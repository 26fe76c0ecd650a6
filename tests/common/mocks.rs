use async_trait::async_trait;
use fitlens_functions::{
    Error, Result,
    llm::{LlmClient, Part},
};
use std::{
    sync::{Arc, Mutex},
    time::Duration,
};

/// Mock LLM client recording every prompt it receives
#[derive(Debug, Clone, Default)]
pub struct MockLlmClient {
    pub responses: Arc<Mutex<Vec<String>>>,
    pub requests: Arc<Mutex<Vec<Vec<Part>>>>,
    pub error: Option<String>,
    pub delay: Option<Duration>,
}

impl MockLlmClient {
    pub fn new() -> Self {
        Self::default()
    }

    pub fn with_response(self, response: impl Into<String>) -> Self {
        self.responses.lock().unwrap().push(response.into());
        self
    }

    pub fn with_error(mut self, error: impl Into<String>) -> Self {
        self.error = Some(error.into());
        self
    }

    /// Sleeps on the tokio clock before answering
    pub fn with_delay(mut self, delay: Duration) -> Self {
        self.delay = Some(delay);
        self
    }

    pub fn get_requests(&self) -> Vec<Vec<Part>> {
        self.requests.lock().unwrap().clone()
    }
}

#[async_trait]
impl LlmClient for MockLlmClient {
    async fn generate_content(&self, parts: Vec<Part>) -> Result<String> {
        self.requests.lock().unwrap().push(parts);

        if let Some(delay) = self.delay {
            tokio::time::sleep(delay).await;
        }

        if let Some(ref error) = self.error {
            return Err(Error::llm(error.clone()));
        }

        let mut responses = self.responses.lock().unwrap();
        if responses.is_empty() {
            return Err(Error::llm("No more mock responses available"));
        }

        Ok(responses.remove(0))
    }
}
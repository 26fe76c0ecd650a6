use axum::{
    http::{HeaderValue, StatusCode, header},
    response::{IntoResponse, Response},
};
use tower_http::set_header::SetResponseHeaderLayer;

pub const ALLOW_METHODS: &str = "POST";
pub const ALLOW_HEADERS: &str = "Content-Type, Authorization, X-App-Secret";
pub const MAX_AGE_SECS: &str = "3600";

/// Empty 204 answer to a CORS preflight.
pub fn preflight() -> Response {
    (
        StatusCode::NO_CONTENT,
        [
            (header::ACCESS_CONTROL_ALLOW_ORIGIN, "*"),
            (header::ACCESS_CONTROL_ALLOW_METHODS, ALLOW_METHODS),
            (header::ACCESS_CONTROL_ALLOW_HEADERS, ALLOW_HEADERS),
            (header::ACCESS_CONTROL_MAX_AGE, MAX_AGE_SECS),
        ],
    )
        .into_response()
}

/// Stamps `Access-Control-Allow-Origin: *` on every response, errors included.
pub fn allow_any_origin() -> SetResponseHeaderLayer<HeaderValue> {
    SetResponseHeaderLayer::overriding(
        header::ACCESS_CONTROL_ALLOW_ORIGIN,
        HeaderValue::from_static("*"),
    )
}
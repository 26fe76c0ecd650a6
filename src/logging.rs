use crate::{Error, Result};
use tracing_subscriber::EnvFilter;

/// Parses `RUST_LOG`-style directives such as `info` or
/// `fitlens_functions=debug,tower_http=info`.
pub fn env_filter(directives: &str) -> Result<EnvFilter> {
    EnvFilter::try_new(directives)
        .map_err(|e| Error::config(format!("Invalid log filter '{}': {}", directives, e)))
}

/// Installs the global JSON subscriber.
pub fn init(filter: EnvFilter) {
    tracing_subscriber::fmt()
        .with_env_filter(filter)
        .json()
        .init();
}
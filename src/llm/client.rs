use super::{token::*, types::*};
use crate::{
    Error, Result,
    config::{LlmConfig, LlmProvider},
};
use async_trait::async_trait;
use reqwest::Client;
use std::{sync::Arc, time::Duration};
use tracing::{debug, info};

const GEMINI_API_BASE: &str = "https://generativelanguage.googleapis.com/v1beta";
// Outer bound only; each route enforces its own, shorter deadline.
const REQUEST_TIMEOUT: Duration = Duration::from_secs(60);

#[async_trait]
pub trait LlmClient: Send + Sync {
    /// Sends the parts as a single user turn and returns the model's text.
    async fn generate_content(&self, parts: Vec<Part>) -> Result<String>;
}

enum Credentials {
    Bearer(Arc<dyn TokenSource>),
    ApiKey(String),
}

/// `generateContent` client for Gemini models served by Vertex AI or the
/// Gemini API.
pub struct GeminiClient {
    client: Client,
    endpoint: String,
    credentials: Credentials,
    provider: LlmProvider,
}

impl GeminiClient {
    /// Builds a client from static credentials only: `access_token` for
    /// Vertex AI, `api_key` for the Gemini API.
    pub fn new(config: LlmConfig) -> Result<Self> {
        let credentials = match config.provider {
            LlmProvider::VertexAi => {
                let token = non_empty(config.access_token.as_deref())
                    .ok_or_else(|| Error::config("Vertex AI access token is not configured"))?;
                Credentials::Bearer(Arc::new(StaticToken::new(token)))
            }
            LlmProvider::Gemini => Credentials::ApiKey(
                non_empty(config.api_key.as_deref())
                    .ok_or_else(|| Error::config("Gemini API key is not configured"))?
                    .to_string(),
            ),
        };

        Self::build(config, credentials)
    }

    /// Vertex AI client that asks `tokens` for a bearer token on every call.
    pub fn with_token_source(config: LlmConfig, tokens: Arc<dyn TokenSource>) -> Result<Self> {
        if config.provider != LlmProvider::VertexAi {
            return Err(Error::config(
                "token sources only apply to the vertex_ai provider",
            ));
        }

        Self::build(config, Credentials::Bearer(tokens))
    }

    /// Like [`GeminiClient::new`], but a Vertex AI config without an
    /// `access_token` falls back to Application Default Credentials.
    pub async fn connect(config: LlmConfig) -> Result<Self> {
        let uses_adc = config.provider == LlmProvider::VertexAi
            && non_empty(config.access_token.as_deref()).is_none();
        if !uses_adc {
            return Self::new(config);
        }

        info!("No Vertex AI access token configured, using Application Default Credentials");
        let tokens = DefaultCredentials::discover().await?;
        Self::with_token_source(config, Arc::new(tokens))
    }

    fn build(config: LlmConfig, credentials: Credentials) -> Result<Self> {
        let client = Client::builder().timeout(REQUEST_TIMEOUT).build()?;

        Ok(Self {
            client,
            endpoint: endpoint_url(&config),
            credentials,
            provider: config.provider,
        })
    }

    pub fn endpoint(&self) -> &str {
        &self.endpoint
    }

    fn provider_name(&self) -> &'static str {
        match self.provider {
            LlmProvider::VertexAi => "Vertex AI",
            LlmProvider::Gemini => "Gemini API",
        }
    }
}

fn non_empty(value: Option<&str>) -> Option<&str> {
    value.filter(|value| !value.is_empty())
}

fn endpoint_url(config: &LlmConfig) -> String {
    let base = config.base_url.as_deref().map(|url| url.trim_end_matches('/'));

    match config.provider {
        LlmProvider::VertexAi => {
            let default_base = format!("https://{}-aiplatform.googleapis.com/v1", config.location);
            format!(
                "{}/projects/{}/locations/{}/publishers/google/models/{}:generateContent",
                base.unwrap_or(default_base.as_str()),
                config.project_id,
                config.location,
                config.model
            )
        }
        LlmProvider::Gemini => format!(
            "{}/models/{}:generateContent",
            base.unwrap_or(GEMINI_API_BASE),
            config.model
        ),
    }
}

#[async_trait]
impl LlmClient for GeminiClient {
    async fn generate_content(&self, parts: Vec<Part>) -> Result<String> {
        debug!(
            provider = self.provider_name(),
            part_count = parts.len(),
            "Sending generateContent request"
        );

        let request = GenerateContentRequest {
            contents: vec![RequestContent {
                role: "user".to_string(),
                parts: parts.iter().map(Part::to_request_part).collect(),
            }],
        };

        let builder = self.client.post(&self.endpoint).json(&request);
        let builder = match &self.credentials {
            Credentials::Bearer(tokens) => builder.bearer_auth(tokens.token().await?),
            Credentials::ApiKey(key) => builder.header("x-goog-api-key", key),
        };

        let response = builder.send().await?;
        let status = response.status();
        let body = response.text().await?;

        if !status.is_success() {
            return Err(Error::llm(format!(
                "{} error {}: {}",
                self.provider_name(),
                status,
                body
            )));
        }

        let response: GenerateContentResponse = serde_json::from_str(&body)?;

        debug!(
            candidates = response.candidates.len(),
            "Received generateContent response"
        );

        response
            .text()
            .ok_or_else(|| Error::llm(response.missing_text_reason()))
    }
}
use super::types::HandlerError;
use axum::http::HeaderMap;
use subtle::ConstantTimeEq;
use tracing::warn;

pub const SECRET_HEADER: &str = "x-app-secret";

/// Rejects requests whose `X-App-Secret` header does not match the configured secret.
pub fn authorize(headers: &HeaderMap, expected_secret: &str) -> Result<(), HandlerError> {
    let provided = headers
        .get(SECRET_HEADER)
        .map(|value| value.as_bytes())
        .unwrap_or_default();

    if secrets_match(provided, expected_secret.as_bytes()) {
        Ok(())
    } else {
        warn!(
            header_present = headers.contains_key(SECRET_HEADER),
            "Blocked request with missing or invalid app secret"
        );
        Err(HandlerError::Forbidden)
    }
}

/// Constant-time comparison. An empty expected secret never matches.
fn secrets_match(provided: &[u8], expected: &[u8]) -> bool {
    !expected.is_empty() && provided.len() == expected.len() && bool::from(provided.ct_eq(expected))
}
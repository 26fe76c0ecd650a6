//! Prompt construction and response cleanup for meal nutrition estimates.

mod prompt;
mod sanitize;

pub use prompt::{MEAL_ANALYSIS_PROMPT, correction_prompt};
pub use sanitize::{normalize_image_mime_type, strip_code_fences};
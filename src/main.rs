use anyhow::Result;
use fitlens_functions::{config, logging, server};
use std::process::ExitCode;
use tracing::info;

#[tokio::main]
async fn main() -> Result<ExitCode> {
    // Logging is not up yet, so startup failures go to stderr.
    let config = match config::load().await {
        Ok(config) => config,
        Err(e) => {
            eprintln!("Failed to load configuration: {}", e);
            return Ok(ExitCode::FAILURE);
        }
    };

    let directives =
        std::env::var("RUST_LOG").unwrap_or_else(|_| config.server.logs.level.clone());
    let filter = match logging::env_filter(&directives) {
        Ok(filter) => filter,
        Err(e) => {
            eprintln!("{}", e);
            return Ok(ExitCode::FAILURE);
        }
    };
    logging::init(filter);

    info!(log_filter = %directives, "Starting FitLens functions server");

    server::run(config).await?;

    Ok(ExitCode::SUCCESS)
}
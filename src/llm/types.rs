use base64::{Engine as _, engine::general_purpose::STANDARD};
use serde::{Deserialize, Serialize};

/// One piece of a multimodal prompt, sent to the model in order.
#[derive(Debug, Clone, PartialEq, Eq)]
pub enum Part {
    Text(String),
    Image { mime_type: String, data: Vec<u8> },
}

impl Part {
    pub fn text(text: impl Into<String>) -> Self {
        Self::Text(text.into())
    }

    pub fn image(mime_type: impl Into<String>, data: impl Into<Vec<u8>>) -> Self {
        Self::Image {
            mime_type: mime_type.into(),
            data: data.into(),
        }
    }

    pub fn mime_type(&self) -> Option<&str> {
        match self {
            Self::Text(_) => None,
            Self::Image { mime_type, .. } => Some(mime_type.as_str()),
        }
    }

    pub(crate) fn to_request_part(&self) -> RequestPart {
        match self {
            Self::Text(text) => RequestPart::Text { text: text.clone() },
            Self::Image { mime_type, data } => RequestPart::InlineData {
                inline_data: InlineData {
                    mime_type: mime_type.clone(),
                    data: STANDARD.encode(data),
                },
            },
        }
    }
}

// Wire types for the `generateContent` REST method. Vertex AI and the Gemini
// API share the same request and response shape.

#[derive(Debug, Serialize)]
pub(crate) struct GenerateContentRequest {
    pub contents: Vec<RequestContent>,
}

#[derive(Debug, Serialize)]
pub(crate) struct RequestContent {
    pub role: String,
    pub parts: Vec<RequestPart>,
}

#[derive(Debug, Serialize)]
#[serde(untagged)]
pub(crate) enum RequestPart {
    Text {
        text: String,
    },
    InlineData {
        #[serde(rename = "inlineData")]
        inline_data: InlineData,
    },
}

#[derive(Debug, Serialize)]
#[serde(rename_all = "camelCase")]
pub(crate) struct InlineData {
    pub mime_type: String,
    pub data: String,
}

#[derive(Debug, Default, Deserialize)]
#[serde(rename_all = "camelCase")]
pub struct GenerateContentResponse {
    #[serde(default)]
    pub candidates: Vec<Candidate>,
    #[serde(default)]
    pub prompt_feedback: Option<PromptFeedback>,
}

#[derive(Debug, Deserialize)]
#[serde(rename_all = "camelCase")]
pub struct Candidate {
    #[serde(default)]
    pub content: Option<ResponseContent>,
    #[serde(default)]
    pub finish_reason: Option<String>,
}

#[derive(Debug, Deserialize)]
pub struct ResponseContent {
    #[serde(default)]
    pub parts: Vec<ResponsePart>,
}

/// Only text parts matter here; anything else the model emits is ignored.
#[derive(Debug, Deserialize)]
pub struct ResponsePart {
    #[serde(default)]
    pub text: Option<String>,
}

#[derive(Debug, Deserialize)]
#[serde(rename_all = "camelCase")]
pub struct PromptFeedback {
    #[serde(default)]
    pub block_reason: Option<String>,
}

impl GenerateContentResponse {
    /// Concatenated text of the first candidate, or `None` when it has none.
    pub fn text(&self) -> Option<String> {
        let parts = &self.candidates.first()?.content.as_ref()?.parts;
        let text: String = parts.iter().filter_map(|p| p.text.as_deref()).collect();

        if text.is_empty() { None } else { Some(text) }
    }

    /// Explains why no text came back, for error reporting.
    pub fn missing_text_reason(&self) -> String {
        if let Some(reason) = self
            .prompt_feedback
            .as_ref()
            .and_then(|f| f.block_reason.as_deref())
        {
            return format!("Prompt blocked by the model: {}", reason);
        }

        match self
            .candidates
            .first()
            .and_then(|c| c.finish_reason.as_deref())
        {
            Some("SAFETY") => "Response blocked by safety filters".to_string(),
            Some(reason) if reason != "STOP" => {
                format!("Model returned no text (finish reason: {})", reason)
            }
            _ => "Model returned no text".to_string(),
        }
    }
}

#[cfg(test)]
mod tests {
    use super::*;
    use pretty_assertions::assert_eq;
    use serde_json::json;

    #[test]
    fn test_image_part_serializes_as_inline_data() {
        let part = Part::image("image/png", vec![1u8, 2, 3]).to_request_part();
        let value = serde_json::to_value(&part).unwrap();

        assert_eq!(
            value,
            json!({"inlineData": {"mimeType": "image/png", "data": "AQID"}})
        );
    }

    #[test]
    fn test_text_part_serializes_as_text() {
        let value = serde_json::to_value(Part::text("hello").to_request_part()).unwrap();
        assert_eq!(value, json!({"text": "hello"}));
    }

    #[test]
    fn test_response_text_joins_parts_of_first_candidate() {
        let response: GenerateContentResponse = serde_json::from_value(json!({
            "candidates": [
                {
                    "content": {"role": "model", "parts": [{"text": "[{\"a\":"}, {"text": "1}]"}]},
                    "finishReason": "STOP"
                },
                {"content": {"parts": [{"text": "ignored"}]}}
            ],
            "usageMetadata": {"promptTokenCount": 10}
        }))
        .unwrap();

        assert_eq!(response.text().as_deref(), Some("[{\"a\":1}]"));
    }

    #[test]
    fn test_response_without_candidates_reports_block_reason() {
        let response: GenerateContentResponse = serde_json::from_value(json!({
            "promptFeedback": {"blockReason": "PROHIBITED_CONTENT"}
        }))
        .unwrap();

        assert_eq!(response.text(), None);
        assert_eq!(
            response.missing_text_reason(),
            "Prompt blocked by the model: PROHIBITED_CONTENT"
        );
    }

    #[test]
    fn test_safety_finish_reason_is_reported() {
        let response: GenerateContentResponse = serde_json::from_value(json!({
            "candidates": [{"finishReason": "SAFETY"}]
        }))
        .unwrap();

        assert_eq!(response.text(), None);
        assert_eq!(
            response.missing_text_reason(),
            "Response blocked by safety filters"
        );
    }

    #[test]
    fn test_non_text_parts_are_ignored() {
        let response: GenerateContentResponse = serde_json::from_value(json!({
            "candidates": [{"content": {"parts": [{"functionCall": {"name": "x"}}]}, "finishReason": "STOP"}]
        }))
        .unwrap();

        assert_eq!(response.text(), None);
        assert_eq!(response.missing_text_reason(), "Model returned no text");
    }
}
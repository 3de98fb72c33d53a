//! HTTP error types for the Atrium server.
//!
//! Maps domain errors from `atrium-core` into appropriate HTTP responses.
//! Every error variant produces a JSON body with a machine-readable `error`
//! field and a human-readable `message`. Messages never contain secret
//! values because the engine's errors never do.

use axum::http::StatusCode;
use axum::response::{IntoResponse, Response};
use serde::Serialize;

use atrium_core::ConfigError;

/// Application-level error returned from HTTP handlers.
#[derive(Debug)]
pub enum AppError {
    /// Requested section or field not found.
    NotFound(String),
    /// Client sent invalid input (bad edits, validation failure).
    BadRequest(String),
    /// The backing secret store is unreachable.
    ServiceUnavailable(String),
    /// Internal server error (partial save, audit failure).
    Internal(String),
}

/// JSON error response body.
#[derive(Serialize)]
struct ErrorBody {
    error: &'static str,
    message: String,
}

impl IntoResponse for AppError {
    fn into_response(self) -> Response {
        let (status, error_type, message) = match self {
            Self::NotFound(msg) => (StatusCode::NOT_FOUND, "not_found", msg),
            Self::BadRequest(msg) => (StatusCode::BAD_REQUEST, "bad_request", msg),
            Self::ServiceUnavailable(msg) => (
                StatusCode::SERVICE_UNAVAILABLE,
                "store_unavailable",
                msg,
            ),
            Self::Internal(msg) => (StatusCode::INTERNAL_SERVER_ERROR, "internal_error", msg),
        };

        let body = ErrorBody {
            error: error_type,
            message,
        };

        (status, axum::Json(body)).into_response()
    }
}

impl From<ConfigError> for AppError {
    fn from(err: ConfigError) -> Self {
        match err {
            ConfigError::SectionNotFound { .. } | ConfigError::FieldNotFound { .. } => {
                Self::NotFound(err.to_string())
            }
            ConfigError::FieldValidationFailed { .. } | ConfigError::InvalidRequest { .. } => {
                Self::BadRequest(err.to_string())
            }
            ConfigError::SecretStoreUnavailable(_) => Self::ServiceUnavailable(err.to_string()),
            ConfigError::PartialSave { .. }
            | ConfigError::Serialization { .. }
            | ConfigError::AuditRefused(_) => Self::Internal(err.to_string()),
        }
    }
}
//! Configuration routes: `/v1/config/*`
//!
//! The HTTP surface of the configuration engine. Snapshots are masked by
//! default; `/actual-values` and per-field reveal exist for callers the
//! surrounding platform has already authorized — the engine itself has no
//! authorization concept.

use std::collections::HashMap;
use std::sync::Arc;

use axum::extract::{Path, State};
use axum::routing::{get, post};
use axum::{Json, Router};
use serde::Serialize;

use atrium_core::probe::TestResult;
use atrium_core::SectionSnapshot;

use crate::error::AppError;
use crate::state::AppState;

/// Build the `/v1/config` router.
///
/// Paths:
/// - `GET  /v1/config` — all sections, secrets masked
/// - `GET  /v1/config/actual-values` — all sections, secrets revealed
/// - `GET  /v1/config/{section}` — one section, secrets masked
/// - `PUT  /v1/config/{section}` — save edits, returns the post-save snapshot
/// - `POST /v1/config/{section}/test` — run the connectivity probe
/// - `GET  /v1/config/{section}/reveal/{field}` — reveal one secret (audited)
/// - `POST /v1/config/{section}/reset` — clear the section and its status
pub fn router() -> Router<Arc<AppState>> {
    Router::new()
        .route("/", get(list_sections))
        .route("/actual-values", get(list_actual_values))
        .route("/{section}", get(get_section).put(save_section))
        .route("/{section}/test", post(test_section))
        .route("/{section}/reveal/{field}", get(reveal_field))
        .route("/{section}/reset", post(reset_section))
}

// ── Response types ───────────────────────────────────────────────────

/// Response body for a reveal.
#[derive(Debug, Serialize)]
pub struct RevealResponse {
    /// Section the field belongs to.
    pub section: String,
    /// The revealed field's key.
    pub field: String,
    /// The real stored value. Empty string when the secret is unset — the
    /// explicit reveal path is the one place set-vs-unset may be disclosed.
    pub value: String,
}

// ── Handlers ─────────────────────────────────────────────────────────

/// All sections with secrets masked — the overview the dashboard polls.
async fn list_sections(
    State(state): State<Arc<AppState>>,
) -> Json<Vec<SectionSnapshot>> {
    Json(state.engine.snapshot_all().await)
}

/// All sections with real values. The collaborator must gate this route
/// behind its own authorization before exposing it; the engine audits
/// every secret field it discloses here, like a per-field reveal.
async fn list_actual_values(
    State(state): State<Arc<AppState>>,
) -> Result<Json<Vec<SectionSnapshot>>, AppError> {
    let snapshots = state.engine.snapshot_all_revealed().await?;
    Ok(Json(snapshots))
}

/// One section with secrets masked.
async fn get_section(
    State(state): State<Arc<AppState>>,
    Path(section): Path<String>,
) -> Result<Json<SectionSnapshot>, AppError> {
    let snapshot = state.engine.snapshot(&section, false).await?;
    Ok(Json(snapshot))
}

/// Apply edits to a section. Mask-token secret edits are dropped by the
/// engine; the response is the authoritative post-save snapshot, so the
/// client needs no follow-up fetch.
async fn save_section(
    State(state): State<Arc<AppState>>,
    Path(section): Path<String>,
    Json(edits): Json<HashMap<String, String>>,
) -> Result<Json<SectionSnapshot>, AppError> {
    let snapshot = state.engine.save(&section, &edits).await?;
    Ok(Json(snapshot))
}

/// Run the section's connectivity probe. Probe failures are a normal
/// outcome (`success: false`), not an HTTP error.
async fn test_section(
    State(state): State<Arc<AppState>>,
    Path(section): Path<String>,
) -> Result<Json<TestResult>, AppError> {
    let result = state.engine.test(&section).await?;
    Ok(Json(result))
}

/// Reveal a single secret field. Audited per call by the engine.
async fn reveal_field(
    State(state): State<Arc<AppState>>,
    Path((section, field)): Path<(String, String)>,
) -> Result<Json<RevealResponse>, AppError> {
    let value = state.engine.reveal(&section, &field).await?;
    Ok(Json(RevealResponse {
        section,
        field,
        value,
    }))
}

/// Clear a section's stored values and reset its status to disconnected.
async fn reset_section(
    State(state): State<Arc<AppState>>,
    Path(section): Path<String>,
) -> Result<Json<SectionSnapshot>, AppError> {
    let snapshot = state.engine.reset(&section).await?;
    Ok(Json(snapshot))
}
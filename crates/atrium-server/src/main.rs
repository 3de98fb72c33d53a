//! Atrium server entry point.
//!
//! Bootstraps the secret store backend and the configuration engine, then
//! starts the Axum HTTP server with graceful shutdown.

use std::sync::Arc;

use anyhow::Context;
use axum::http::HeaderValue;
use axum::Router;
use tokio::net::TcpListener;
use tracing::info;

use atrium_core::audit::FileAuditSink;
use atrium_core::probe::ConnectionTester;
use atrium_core::{ConfigEngine, Registry};
use atrium_storage::{EncryptedFileStore, MemoryStore, SecretStore, StoreKey};

use atrium_server::config::{ServerConfig, StorageBackendType};
use atrium_server::routes;
use atrium_server::state::AppState;

use tower_http::cors::{Any, CorsLayer};
use tower_http::set_header::SetResponseHeaderLayer;
use tower_http::trace::TraceLayer;

#[tokio::main]
async fn main() -> anyhow::Result<()> {
    let config = ServerConfig::from_env()?;

    // Initialize structured logging.
    tracing_subscriber::fmt()
        .with_env_filter(
            tracing_subscriber::EnvFilter::try_from_default_env()
                .unwrap_or_else(|_| tracing_subscriber::EnvFilter::new(&config.log_level)),
        )
        .json()
        .init();

    info!(storage = ?storage_kind(&config.storage_backend), "Atrium starting");

    let state = build_app_state(&config).await?;
    let app = build_router(Arc::clone(&state));

    let listener = TcpListener::bind(config.bind_addr)
        .await
        .with_context(|| format!("failed to bind to {}", config.bind_addr))?;

    info!(addr = %config.bind_addr, "Atrium admin API listening");

    axum::serve(listener, app)
        .with_graceful_shutdown(shutdown_signal())
        .await
        .context("server error")?;

    info!("Atrium server stopped");
    Ok(())
}

fn storage_kind(backend: &StorageBackendType) -> &'static str {
    match backend {
        StorageBackendType::Memory => "memory",
        StorageBackendType::EncryptedFile { .. } => "encrypted-file",
    }
}

/// Build the shared application state.
async fn build_app_state(config: &ServerConfig) -> anyhow::Result<Arc<AppState>> {
    let backend: Arc<dyn SecretStore> = match &config.storage_backend {
        StorageBackendType::Memory => {
            info!("using in-memory secret store (data will not persist)");
            Arc::new(MemoryStore::new())
        }
        StorageBackendType::EncryptedFile { path, key_hex } => {
            let key = StoreKey::from_hex(key_hex).context("invalid ATRIUM_STORAGE_KEY")?;
            if let Some(parent) = std::path::Path::new(path).parent() {
                tokio::fs::create_dir_all(parent)
                    .await
                    .with_context(|| format!("failed to create '{}'", parent.display()))?;
            }
            info!(path = %path, "using encrypted file secret store");
            Arc::new(
                EncryptedFileStore::open(path, key)
                    .await
                    .context("failed to open encrypted secret store")?,
            )
        }
    };

    let engine = Arc::new(ConfigEngine::new(
        Arc::new(Registry::builtin()),
        backend,
        ConnectionTester::with_network(config.probe_timeout),
    ));

    if let Some(ref audit_path) = config.audit_file_path {
        engine
            .add_audit_sink(Arc::new(FileAuditSink::new(audit_path)))
            .await;
        info!(path = %audit_path, "reveal audit file registered");
    }

    Ok(Arc::new(AppState { engine }))
}

/// Build the Axum router with all routes and middleware.
fn build_router(state: Arc<AppState>) -> Router {
    // CORS — the admin dashboard dev server runs on another origin.
    let cors = CorsLayer::new()
        .allow_origin(Any)
        .allow_methods([
            axum::http::Method::GET,
            axum::http::Method::POST,
            axum::http::Method::PUT,
        ])
        .allow_headers([axum::http::header::CONTENT_TYPE]);

    // Bound concurrent config operations — reveals and probes are
    // security-sensitive and probe-bound respectively.
    let config_routes = Router::new()
        .nest("/v1/config", routes::config::router())
        .layer(tower::limit::ConcurrencyLimitLayer::new(16));

    Router::new()
        .merge(config_routes)
        .nest("/v1/sys", routes::sys::router())
        .layer(TraceLayer::new_for_http())
        .layer(cors)
        .layer(SetResponseHeaderLayer::overriding(
            axum::http::header::X_CONTENT_TYPE_OPTIONS,
            HeaderValue::from_static("nosniff"),
        ))
        .layer(SetResponseHeaderLayer::overriding(
            axum::http::header::X_FRAME_OPTIONS,
            HeaderValue::from_static("DENY"),
        ))
        // Responses can carry revealed secrets — never cache them.
        .layer(SetResponseHeaderLayer::overriding(
            axum::http::header::CACHE_CONTROL,
            HeaderValue::from_static("no-store"),
        ))
        .with_state(state)
}

/// Wait for SIGINT or SIGTERM.
async fn shutdown_signal() {
    let ctrl_c = async {
        tokio::signal::ctrl_c().await.ok();
    };

    #[cfg(unix)]
    let terminate = async {
        if let Ok(mut sig) =
            tokio::signal::unix::signal(tokio::signal::unix::SignalKind::terminate())
        {
            sig.recv().await;
        }
    };

    #[cfg(not(unix))]
    let terminate = std::future::pending::<()>();

    tokio::select! {
        () = ctrl_c => {},
        () = terminate => {},
    }

    info!("shutdown signal received, stopping server");
}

**Task directions**. Out of the data above, set down the lines from the one with "use crate::error::AppError;" to the one with "section, secrets masked", both included, exactly as written and with no additions.

**Task answer**.
use crate::error::AppError;
use crate::state::AppState;

/// Build the `/v1/config` router.
///
/// Paths:
/// - `GET  /v1/config` — all sections, secrets masked
/// - `GET  /v1/config/actual-values` — all sections, secrets revealed
/// - `GET  /v1/config/{section}` — one section, secrets masked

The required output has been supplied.